Whilst there, she climbed the 366 steps to the famous Belfry bell tower and came across these rather ornate wrought iron railing gates which had been used to protect chests containing valuable documents and other historic treasures.
The inscription says:
“Behind these two wrought iron doors stood the sturdy padlocked chests in which the Bruges city charters and other important documents were stored.
This masterpiece is made by Erembakd de Smid around 1290 and there are ten locks on the doors. Eight of the keys were in the hands of the deacons of the guilds and trades. The remaining two were kept by the head of “sint-janszestendeel”, a district in the city, and the mayor.
None of these dignitaries could consult or replace the privileges without collaboration of the nine others. As a result, the doors were only rarely opened and such an occasion always involved a certain measure of pomp and circumstance.”

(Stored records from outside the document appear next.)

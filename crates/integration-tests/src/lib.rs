//! Integration tests for Brulerie.
//!
//! The tests drive the real catalog client against [`MockCatalog`], a local
//! axum server that records every request and answers with a canned body.
//! No external service is involved; what gets asserted is the bytes on the
//! wire (path, headers, body) and how the client classifies responses.
//!
//! # Running Tests
//!
//! ```bash
//! cargo test -p brulerie-integration-tests
//! ```

#![cfg_attr(not(test), forbid(unsafe_code))]

use std::net::SocketAddr;
use std::sync::{Arc, Mutex};

use axum::Router;
use axum::body::Bytes;
use axum::extract::State;
use axum::http::{HeaderMap, StatusCode, Uri, header};
use axum::response::IntoResponse;

/// A request the stub catalog received.
#[derive(Debug, Clone)]
pub struct RecordedRequest {
    pub path: String,
    pub store_header: Option<String>,
    pub content_type: Option<String>,
    pub body: serde_json::Value,
}

#[derive(Debug, Clone)]
struct CannedResponse {
    status: StatusCode,
    body: String,
}

#[derive(Debug)]
struct MockState {
    response: Mutex<CannedResponse>,
    requests: Mutex<Vec<RecordedRequest>>,
}

/// Local stand-in for the Catalog Service endpoint.
///
/// Answers every path with the configured body so endpoint-derivation
/// tests can observe exactly where the client posted.
pub struct MockCatalog {
    addr: SocketAddr,
    state: Arc<MockState>,
}

impl MockCatalog {
    /// Spawn the stub on an ephemeral port.
    ///
    /// # Panics
    ///
    /// Panics if the listener cannot bind.
    pub async fn spawn() -> Self {
        let state = Arc::new(MockState {
            response: Mutex::new(CannedResponse {
                status: StatusCode::OK,
                body: "{}".to_string(),
            }),
            requests: Mutex::new(Vec::new()),
        });

        let router = Router::new()
            .fallback(record_and_respond)
            .with_state(Arc::clone(&state));

        let listener = tokio::net::TcpListener::bind("127.0.0.1:0")
            .await
            .expect("bind stub listener");
        let addr = listener.local_addr().expect("stub listener address");

        tokio::spawn(async move {
            let _ = axum::serve(listener, router).await;
        });

        Self { addr, state }
    }

    /// Base URL without a trailing slash.
    #[must_use]
    pub fn base_url(&self) -> String {
        format!("http://{}", self.addr)
    }

    /// Set the body every following request is answered with.
    ///
    /// # Panics
    ///
    /// Panics if the stub lock is poisoned.
    pub fn respond_with(&self, status: StatusCode, body: impl Into<String>) {
        *self.state.response.lock().expect("stub lock") = CannedResponse {
            status,
            body: body.into(),
        };
    }

    /// Requests received so far.
    ///
    /// # Panics
    ///
    /// Panics if the stub lock is poisoned.
    #[must_use]
    pub fn requests(&self) -> Vec<RecordedRequest> {
        self.state.requests.lock().expect("stub lock").clone()
    }

    /// The one request received, when exactly one is expected.
    ///
    /// # Panics
    ///
    /// Panics if zero or more than one request arrived.
    #[must_use]
    pub fn only_request(&self) -> RecordedRequest {
        let requests = self.requests();
        assert_eq!(requests.len(), 1, "expected exactly one request");
        requests.into_iter().next().expect("one request")
    }
}

async fn record_and_respond(
    State(state): State<Arc<MockState>>,
    uri: Uri,
    headers: HeaderMap,
    body: Bytes,
) -> impl IntoResponse {
    let recorded = RecordedRequest {
        path: uri.path().to_string(),
        store_header: header_value(&headers, "store"),
        content_type: header_value(&headers, "content-type"),
        body: serde_json::from_slice(&body).unwrap_or(serde_json::Value::Null),
    };
    state.requests.lock().expect("stub lock").push(recorded);

    let response = state.response.lock().expect("stub lock").clone();
    (
        response.status,
        [(header::CONTENT_TYPE, "application/json")],
        response.body,
    )
}

fn header_value(headers: &HeaderMap, name: &str) -> Option<String> {
    headers
        .get(name)
        .and_then(|value| value.to_str().ok())
        .map(String::from)
}
//! Domain types for the Catalog Service API.
//!
//! Search items carry two parallel records per product: the legacy catalog
//! `product` (snake_case fields, `price_range`) and the newer `productView`
//! (camelCase fields, view-style prices). Both shapes survive here as-is;
//! the listing layer decides which one to read.

use brulerie_core::ProductId;
use rust_decimal::Decimal;
use serde::{Deserialize, Serialize};

// =============================================================================
// Money Types
// =============================================================================

/// A price amount as the wire reports it.
#[derive(Debug, Clone, PartialEq, Eq, Serialize, Deserialize)]
pub struct MoneyValue {
    /// Decimal amount, sent as a JSON number.
    #[serde(with = "rust_decimal::serde::float")]
    pub value: Decimal,
    /// ISO 4217 currency code.
    #[serde(default)]
    pub currency: Option<String>,
}

/// One price tier of the legacy `price_range`.
#[derive(Debug, Clone, Serialize, Deserialize, Default)]
pub struct PriceTier {
    #[serde(default)]
    pub regular_price: Option<MoneyValue>,
    #[serde(default)]
    pub final_price: Option<MoneyValue>,
}

/// Legacy catalog price range (minimum and maximum tiers).
#[derive(Debug, Clone, Serialize, Deserialize, Default)]
pub struct PriceRange {
    #[serde(default)]
    pub minimum_price: Option<PriceTier>,
    #[serde(default)]
    pub maximum_price: Option<PriceTier>,
}

/// View-style amount wrapper (`{ amount: { value, currency } }`).
#[derive(Debug, Clone, Serialize, Deserialize, Default)]
pub struct ViewAmount {
    #[serde(default)]
    pub amount: Option<MoneyValue>,
}

/// View-style price with regular and final amounts.
#[derive(Debug, Clone, Serialize, Deserialize, Default)]
pub struct ViewPrice {
    #[serde(default)]
    pub regular: Option<ViewAmount>,
    #[serde(default, rename = "final")]
    pub r#final: Option<ViewAmount>,
}

/// View-style price range on complex products.
#[derive(Debug, Clone, Serialize, Deserialize, Default)]
pub struct ViewPriceRange {
    #[serde(default)]
    pub minimum: Option<ViewPrice>,
    #[serde(default)]
    pub maximum: Option<ViewPrice>,
}

// =============================================================================
// Product Types
// =============================================================================

/// One search result item: the legacy record and its product view.
#[derive(Debug, Clone, Serialize, Deserialize)]
pub struct ProductItem {
    pub product: CatalogProduct,
    #[serde(rename = "productView")]
    pub product_view: ProductView,
}

/// Legacy catalog product record.
#[derive(Debug, Clone, Serialize, Deserialize)]
pub struct CatalogProduct {
    #[serde(default, rename = "__typename")]
    pub typename: Option<String>,
    pub id: ProductId,
    pub sku: String,
    #[serde(default)]
    pub name: Option<String>,
    #[serde(default)]
    pub canonical_url: Option<String>,
    #[serde(default)]
    pub image: Option<ProductImage>,
    #[serde(default)]
    pub short_description: Option<HtmlBlock>,
    #[serde(default)]
    pub price_range: Option<PriceRange>,
}

/// Image reference on the legacy record.
#[derive(Debug, Clone, Serialize, Deserialize, Default)]
pub struct ProductImage {
    #[serde(default)]
    pub url: Option<String>,
}

/// HTML fragment wrapper (`{ html }`).
#[derive(Debug, Clone, Serialize, Deserialize, Default)]
pub struct HtmlBlock {
    #[serde(default)]
    pub html: Option<String>,
}

/// Product view record from the search index.
#[derive(Debug, Clone, Serialize, Deserialize)]
pub struct ProductView {
    #[serde(default, rename = "__typename")]
    pub typename: Option<String>,
    pub id: String,
    pub sku: String,
    #[serde(default)]
    pub name: Option<String>,
    #[serde(default, rename = "urlKey")]
    pub url_key: Option<String>,
    #[serde(default, rename = "inStock")]
    pub in_stock: bool,
    #[serde(default)]
    pub images: Vec<ProductViewMedia>,
    #[serde(default)]
    pub attributes: Vec<ProductAttribute>,
    #[serde(default)]
    pub options: Vec<ProductViewOption>,
    /// Flat price on simple product views.
    #[serde(default)]
    pub price: Option<ViewPrice>,
    /// Price range on complex product views.
    #[serde(default, rename = "priceRange")]
    pub price_range: Option<ViewPriceRange>,
}

/// Media entry on a product view.
#[derive(Debug, Clone, Serialize, Deserialize, Default)]
pub struct ProductViewMedia {
    #[serde(default)]
    pub url: Option<String>,
    #[serde(default)]
    pub label: Option<String>,
    #[serde(default)]
    pub roles: Vec<String>,
}

/// Indexed attribute on a product view.
#[derive(Debug, Clone, Serialize, Deserialize)]
pub struct ProductAttribute {
    pub name: String,
    #[serde(default)]
    pub label: Option<String>,
    pub value: String,
    #[serde(default)]
    pub roles: Vec<String>,
}

/// Selectable option on a complex product view (e.g., color swatches).
#[derive(Debug, Clone, Serialize, Deserialize)]
pub struct ProductViewOption {
    pub id: String,
    #[serde(default)]
    pub title: Option<String>,
    #[serde(default)]
    pub values: Vec<SwatchValue>,
}

/// One swatch value of a product view option.
#[derive(Debug, Clone, Serialize, Deserialize)]
pub struct SwatchValue {
    pub id: String,
    #[serde(default)]
    pub title: Option<String>,
    #[serde(default, rename = "type")]
    pub kind: Option<String>,
    #[serde(default)]
    pub value: Option<String>,
}

/// Product refined by a swatch selection.
#[derive(Debug, Clone, Serialize, Deserialize)]
pub struct RefinedProduct {
    #[serde(default, rename = "__typename")]
    pub typename: Option<String>,
    #[serde(default)]
    pub sku: Option<String>,
    #[serde(default)]
    pub name: Option<String>,
    #[serde(default, rename = "inStock")]
    pub in_stock: bool,
    #[serde(default)]
    pub images: Vec<ProductViewMedia>,
    /// Flat price on simple refinements.
    #[serde(default)]
    pub price: Option<ViewPrice>,
    /// Price range when the refinement still spans variants.
    #[serde(default, rename = "priceRange")]
    pub price_range: Option<ViewPriceRange>,
}

// =============================================================================
// Search Types
// =============================================================================

/// Result of a product search.
#[derive(Debug, Clone, Serialize, Deserialize, Default)]
pub struct ProductSearchResult {
    #[serde(default)]
    pub total_count: u32,
    #[serde(default)]
    pub items: Vec<ProductItem>,
    #[serde(default)]
    pub facets: Vec<Facet>,
    #[serde(default)]
    pub page_info: Option<PageInfo>,
}

/// One facet of the search result.
#[derive(Debug, Clone, Serialize, Deserialize)]
pub struct Facet {
    pub attribute: String,
    #[serde(default)]
    pub title: Option<String>,
    #[serde(default)]
    pub buckets: Vec<FacetBucket>,
}

/// One bucket of a facet.
#[derive(Debug, Clone, Serialize, Deserialize)]
pub struct FacetBucket {
    pub title: String,
    #[serde(default)]
    pub count: i64,
}

/// Pagination info echoed by the search.
#[derive(Debug, Clone, Copy, Serialize, Deserialize, Default)]
pub struct PageInfo {
    #[serde(default)]
    pub current_page: u32,
    #[serde(default)]
    pub page_size: u32,
    #[serde(default)]
    pub total_pages: u32,
}

// =============================================================================
// Sort Types
// =============================================================================

/// Sort direction as the wire expects it.
#[derive(Debug, Clone, Copy, PartialEq, Eq, Serialize, Deserialize, Default)]
pub enum SortDirection {
    #[default]
    #[serde(rename = "ASC")]
    Asc,
    #[serde(rename = "DESC")]
    Desc,
}

impl SortDirection {
    /// Parse a query-string or CLI value.
    ///
    /// Only the exact wire tokens are accepted; anything else falls back
    /// to ascending.
    #[must_use]
    pub fn from_param(value: &str) -> Self {
        match value {
            "DESC" => Self::Desc,
            _ => Self::Asc,
        }
    }

    /// Wire token for this direction.
    #[must_use]
    pub const fn as_str(self) -> &'static str {
        match self {
            Self::Asc => "ASC",
            Self::Desc => "DESC",
        }
    }
}

impl std::fmt::Display for SortDirection {
    fn fmt(&self, f: &mut std::fmt::Formatter<'_>) -> std::fmt::Result {
        f.write_str(self.as_str())
    }
}

/// Wire-level sort directive for a product search.
#[derive(Debug, Clone, PartialEq, Eq, Serialize, Deserialize)]
pub struct GqlSortInput {
    pub attribute: String,
    pub direction: SortDirection,
}

/// Sortable attribute descriptor from attribute metadata.
#[derive(Debug, Clone, Serialize, Deserialize)]
pub struct SortMetadata {
    pub label: String,
    pub attribute: String,
    #[serde(default)]
    pub numeric: bool,
}

/// Attribute metadata for the current store view.
#[derive(Debug, Clone, Serialize, Deserialize, Default)]
pub struct AttributeMetadata {
    #[serde(default)]
    pub sortable: Vec<SortMetadata>,
    #[serde(default, rename = "filterableInSearch")]
    pub filterable_in_search: Vec<SortMetadata>,
}

// =============================================================================
// Promo Tile and Label Types
// =============================================================================

/// Marketing tile pinned into the listing grid.
#[derive(Debug, Clone, Serialize, Deserialize, PartialEq)]
pub struct PromoTile {
    /// 1-based listing slot, a string on the wire.
    pub position: String,
    #[serde(default)]
    pub url: Option<String>,
    #[serde(default)]
    pub image: Option<String>,
    #[serde(default)]
    pub title: Option<String>,
}

/// Merchandising label attached to a product.
#[derive(Debug, Clone, Serialize, Deserialize)]
pub struct ProductLabel {
    pub product_id: ProductId,
    #[serde(default)]
    pub txt: Option<String>,
    #[serde(default)]
    pub style: Option<String>,
}

// =============================================================================
// Cart Types
// =============================================================================

/// Cart summary returned by cart mutations.
#[derive(Debug, Clone, Serialize, Deserialize)]
pub struct Cart {
    pub id: String,
    #[serde(default)]
    pub total_quantity: u32,
}

/// Mutation-level user error.
#[derive(Debug, Clone, Serialize, Deserialize)]
pub struct CartUserError {
    #[serde(default)]
    pub code: Option<String>,
    pub message: String,
}

/// One line of an add-to-cart request.
#[derive(Debug, Clone, Serialize, Deserialize)]
pub struct CartItemInput {
    pub sku: String,
    pub quantity: u32,
    #[serde(default, skip_serializing_if = "Vec::is_empty")]
    pub selected_options: Vec<String>,
}
//! Cart commands.

#![allow(clippy::print_stdout)]

use brulerie_core::Quantity;
use brulerie_storefront::catalog::types::CartItemInput;
use brulerie_storefront::{CatalogClient, CatalogConfig};

/// Add a single SKU to an existing cart.
pub async fn add(
    cart_id: &str,
    sku: &str,
    quantity: u32,
) -> Result<(), Box<dyn std::error::Error>> {
    let config = CatalogConfig::from_env()?;
    let client = CatalogClient::new(&config);

    let quantity = Quantity::new(quantity);
    let items = vec![CartItemInput {
        sku: sku.to_string(),
        quantity: quantity.get(),
        selected_options: Vec::new(),
    }];

    let cart = client.add_products_to_cart(cart_id, &items).await?;

    println!("cart {} now holds {} items", cart.id, cart.total_quantity);
    Ok(())
}
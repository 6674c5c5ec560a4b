//! File-producing behavior of the chart producers.

use charts::default_charts;
use common::style::Style;
use tempfile::TempDir;

const PNG_MAGIC: [u8; 8] = [0x89, b'P', b'N', b'G', 0x0D, 0x0A, 0x1A, 0x0A];

#[test]
fn each_chart_writes_exactly_one_valid_png() {
    let style = Style::init().expect("style");
    for chart in default_charts() {
        let out = TempDir::new().expect("temp dir");
        chart
            .render(&style, Some("CPU: test-cpu\nKernel: test-kernel"), out.path())
            .expect("render");

        let path = out.path().join(chart.filename());
        let bytes = std::fs::read(&path).expect("chart file");
        assert!(bytes.len() > PNG_MAGIC.len(), "{} is empty", path.display());
        assert_eq!(&bytes[..PNG_MAGIC.len()], &PNG_MAGIC, "{}", path.display());

        let produced = std::fs::read_dir(out.path()).expect("read dir").count();
        assert_eq!(produced, 1, "{} wrote extra files", chart.name());
    }
}

#[test]
fn full_report_is_four_files() {
    let style = Style::init().expect("style");
    let out = TempDir::new().expect("temp dir");
    for chart in default_charts() {
        chart
            .render(&style, Some("CPU: test-cpu\nKernel: test-kernel"), out.path())
            .expect("render");
    }
    assert_eq!(std::fs::read_dir(out.path()).expect("read dir").count(), 4);
}

#[test]
fn renders_without_host_note() {
    let style = Style::init().expect("style");
    let out = TempDir::new().expect("temp dir");
    for chart in default_charts() {
        chart.render(&style, None, out.path()).expect("render");
        assert!(out.path().join(chart.filename()).exists());
    }
}

#[test]
fn missing_nested_output_dirs_are_created() {
    let style = Style::init().expect("style");
    let out = TempDir::new().expect("temp dir");
    let nested = out.path().join("deep").join("nested").join("report");
    let charts = default_charts();
    let chart = &charts[0];
    chart.render(&style, None, &nested).expect("render");
    assert!(nested.join(chart.filename()).exists());
}

#[test]
fn rerun_overwrites_deterministically() {
    let style = Style::init().expect("style");
    let out = TempDir::new().expect("temp dir");
    let charts = default_charts();
    let chart = &charts[0];
    let path = out.path().join(chart.filename());

    chart
        .render(&style, Some("CPU: test-cpu\nKernel: test-kernel"), out.path())
        .expect("first render");
    let first = std::fs::read(&path).expect("first file");
    chart
        .render(&style, Some("CPU: test-cpu\nKernel: test-kernel"), out.path())
        .expect("second render");
    let second = std::fs::read(&path).expect("second file");

    assert_eq!(first, second);
}
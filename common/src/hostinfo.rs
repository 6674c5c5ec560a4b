use sysinfo::System;
use tracing::debug;

/// Two-line host summary (CPU model, kernel release) for the chart corner.
///
/// Both queries are best-effort: a failed query leaves its line empty, and
/// `None` is returned only when neither yields anything, in which case the
/// charts render without the annotation box.
pub fn host_summary() -> Option<String> {
    let mut sys = System::new();
    sys.refresh_cpu_all();
    let cpu = sys
        .cpus()
        .first()
        .map(|cpu| cpu.brand().trim().to_owned())
        .unwrap_or_default();
    let kernel = System::kernel_version().unwrap_or_default();

    if cpu.is_empty() && kernel.is_empty() {
        debug!("No host info available, skipping annotation");
        return None;
    }
    Some(format!("CPU: {cpu}\nKernel: {kernel}"))
}

#[cfg(test)]
mod tests {
    use super::*;

    #[test]
    fn summary_is_two_labeled_lines() {
        // Whatever the host reports, the shape is fixed.
        if let Some(summary) = host_summary() {
            let lines = summary.lines().collect::<Vec<_>>();
            assert_eq!(lines.len(), 2);
            assert!(lines[0].starts_with("CPU: "));
            assert!(lines[1].starts_with("Kernel: "));
        }
    }
}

The Belfry of Bruges, or Belfort, is a medieval bell tower in the historical centre of Bruges, Belgium. One of the city’s most prominent symbols, the belfry formerly housed a treasury and the municipal archives, and served as an observation post for spotting fires and other danger. A narrow, steep staircase of 366 steps, accessible by the public for an entry fee, leads to the top of the 83-metre-high building.